__Work order__. Return the lines of the data below exactly. Start at the first and end with the line containing "LLM vendor; tests".

*** Records supplied Section Begins ***

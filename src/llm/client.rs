//! Pluggable LLM client trait and factory.
//!
//! Implementations translate provider-agnostic [`ChatRequest`]/[`ChatResponse`]
//! into provider-specific SDK calls. This keeps all planning and
//! synthesis logic decoupled from any particular LLM vendor; tests
//! inject scripted fakes.

use std::sync::Arc;

use async_trait::async_trait;

use super::message::{ChatRequest, ChatResponse};
use crate::config::SupervisorConfig;
use crate::error::EngineError;

/// Trait for LLM client backends.
///
/// Implementations handle the transport layer (HTTP, SDK calls,
/// retries) for a specific provider while presenting a uniform
/// interface to the engine. When `json_mode` is requested the response
/// content must be parseable JSON; a single malformed response
/// triggers the caller's one-retry-then-fallback policy.
#[async_trait]
pub trait LlmClient: Send + Sync {
    /// Client name (e.g., `"openai"`).
    fn name(&self) -> &'static str;

    /// Executes a chat completion request.
    ///
    /// # Errors
    ///
    /// Returns [`EngineError::ApiRequest`] on API failures or timeouts.
    async fn complete(&self, request: &ChatRequest) -> Result<ChatResponse, EngineError>;
}

/// Creates an [`LlmClient`] based on the configured provider name.
///
/// # Supported Providers
///
/// - `"openai"` (default) — OpenAI-compatible APIs via `async-openai`
///
/// # Errors
///
/// Returns [`EngineError::UnsupportedProvider`] for unknown provider names.
pub fn create_client(config: &SupervisorConfig) -> Result<Arc<dyn LlmClient>, EngineError> {
    match config.provider.as_str() {
        "openai" => Ok(Arc::new(super::providers::OpenAiClient::new(config))),
        other => Err(EngineError::UnsupportedProvider {
            name: other.to_string(),
        }),
    }
}
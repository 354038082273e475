//! CLI command implementations.
//!
//! Wires the engine's capabilities together for each command and
//! formats the results.

// Allow direct printing in the CLI output layer
#![allow(clippy::print_stdout)]

use std::io::{BufRead, Write};
use std::path::PathBuf;
use std::sync::Arc;

use anyhow::Context;

use crate::catalog::{MetadataCatalog, SqliteCatalog};
use crate::cli::parser::{Cli, Commands};
use crate::config::SupervisorConfig;
use crate::corpus::ingest_jsonl;
use crate::embedding::create_embedder;
use crate::index::{MemoryVectorIndex, VectorIndex};
use crate::llm::create_client;
use crate::memory::{SessionMemory, SqliteMemoryStore};
use crate::search::HybridLegalSearch;
use crate::supervisor::{SqliteCheckpointStore, Supervisor};
use crate::team::{SearchTeam, TeamSet};
use crate::tools::{ContractTemplateTool, LegalSearchTool, Tool, ToolRegistry};

/// Default database path relative to the working directory.
const DEFAULT_DB_PATH: &str = ".jibsa/jibsa.db";

fn resolve_db_path(cli: &Cli) -> PathBuf {
    cli.db_path
        .clone()
        .unwrap_or_else(|| PathBuf::from(DEFAULT_DB_PATH))
}

fn open_catalog(path: &PathBuf) -> anyhow::Result<SqliteCatalog> {
    if let Some(parent) = path.parent()
        && !parent.as_os_str().is_empty()
    {
        std::fs::create_dir_all(parent)
            .with_context(|| format!("cannot create {}", parent.display()))?;
    }
    SqliteCatalog::open(path).context("cannot open catalog database")
}

/// Builds the full engine from the catalog database and environment
/// configuration.
fn build_supervisor(db_path: &PathBuf) -> anyhow::Result<Supervisor> {
    let config = SupervisorConfig::from_env().context("engine configuration")?;
    let llm = create_client(&config).context("LLM client")?;

    let catalog = Arc::new(open_catalog(db_path)?);
    let chunks = catalog.load_chunks().context("loading corpus chunks")?;
    if chunks.is_empty() {
        anyhow::bail!(
            "corpus is empty at {}; run `jibsa ingest <corpus.jsonl>` first",
            db_path.display()
        );
    }
    let index = Arc::new(MemoryVectorIndex::from_chunks(chunks));
    let embedder: Arc<dyn crate::embedding::Embedder> =
        Arc::from(create_embedder().context("embedder")?);

    let search = Arc::new(HybridLegalSearch::new(
        Arc::clone(&catalog) as Arc<dyn MetadataCatalog>,
        Arc::clone(&index) as Arc<dyn VectorIndex>,
        embedder,
    ));
    let registry = Arc::new(ToolRegistry::new(vec![
        Arc::new(LegalSearchTool::new(search)) as Arc<dyn Tool>,
        Arc::new(ContractTemplateTool::new()) as Arc<dyn Tool>,
    ]));

    let prompts = crate::prompt::PromptSet::load(config.prompt_dir.as_deref());
    let search_team = Arc::new(SearchTeam::new(
        Arc::clone(&llm),
        registry,
        &config,
        prompts,
    )) as Arc<dyn crate::team::TeamExecutor>;
    let teams = TeamSet::new(vec![search_team]);

    let store = Arc::new(
        SqliteMemoryStore::open(db_path).context("cannot open session store")?,
    );
    let memory = SessionMemory::from_store(store, config.recent_messages);
    let checkpoints = Arc::new(
        SqliteCheckpointStore::open(db_path).context("cannot open checkpoint store")?,
    );

    Ok(Supervisor::new(llm, teams, memory, checkpoints, config))
}

fn print_outcome(outcome: &crate::core::TurnOutcome, json: bool) -> anyhow::Result<()> {
    if json {
        println!("{}", serde_json::to_string_pretty(outcome)?);
        return Ok(());
    }
    println!("{}", outcome.answer);
    if !outcome.sources.is_empty() {
        println!("\n출처:");
        for source in &outcome.sources {
            println!("  - {source}");
        }
    }
    println!(
        "\n[{} | {}ms | teams: {} | tokens: {}]",
        match outcome.status {
            crate::core::TurnStatus::Completed => "completed",
            crate::core::TurnStatus::Partial => "partial",
            crate::core::TurnStatus::Failed => "failed",
            crate::core::TurnStatus::Cancelled => "cancelled",
        },
        outcome.execution_time_ms,
        outcome
            .teams_used
            .iter()
            .map(|t| t.as_str())
            .collect::<Vec<_>>()
            .join(","),
        outcome.total_tokens,
    );
    Ok(())
}

/// Executes the parsed CLI command.
///
/// # Errors
///
/// Returns an error for configuration, storage, or engine failures;
/// the binary maps it to a non-zero exit code.
pub async fn execute(cli: Cli) -> anyhow::Result<()> {
    let db_path = resolve_db_path(&cli);

    match cli.command {
        Commands::Ingest { corpus } => {
            let catalog = open_catalog(&db_path)?;
            let index = MemoryVectorIndex::new();
            let embedder = create_embedder().context("embedder")?;
            let report = ingest_jsonl(&corpus, &catalog, &index, &*embedder)
                .context("corpus ingestion")?;
            println!(
                "ingested {} chunks across {} laws into {} ({} failures)",
                report.chunks,
                report.laws,
                db_path.display(),
                report.failures,
            );
            Ok(())
        }

        Commands::Query { text, session, json } => {
            let supervisor = build_supervisor(&db_path)?;
            let outcome = supervisor
                .process_query(&text, &session, None, None)
                .await
                .context("query failed")?;
            print_outcome(&outcome, json)
        }

        Commands::Chat { session } => {
            let supervisor = build_supervisor(&db_path)?;
            println!("jibsa chat — 세션 '{session}' (빈 줄 입력 시 종료)");
            let stdin = std::io::stdin();
            loop {
                print!("> ");
                std::io::stdout().flush().ok();
                let mut line = String::new();
                if stdin.lock().read_line(&mut line)? == 0 {
                    break;
                }
                let line = line.trim();
                if line.is_empty() {
                    break;
                }
                match supervisor.process_query(line, &session, None, None).await {
                    Ok(outcome) => print_outcome(&outcome, false)?,
                    Err(e) => println!("오류: {e}"),
                }
            }
            Ok(())
        }
    }
}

*** Records supplied Section Ends ***

__Task response__.
filename src/llm/client.rs
//! Pluggable LLM client trait and factory.
//!
//! Implementations translate provider-agnostic [`ChatRequest`]/[`ChatResponse`]
//! into provider-specific SDK calls. This keeps all planning and
//! synthesis logic decoupled from any particular LLM vendor; tests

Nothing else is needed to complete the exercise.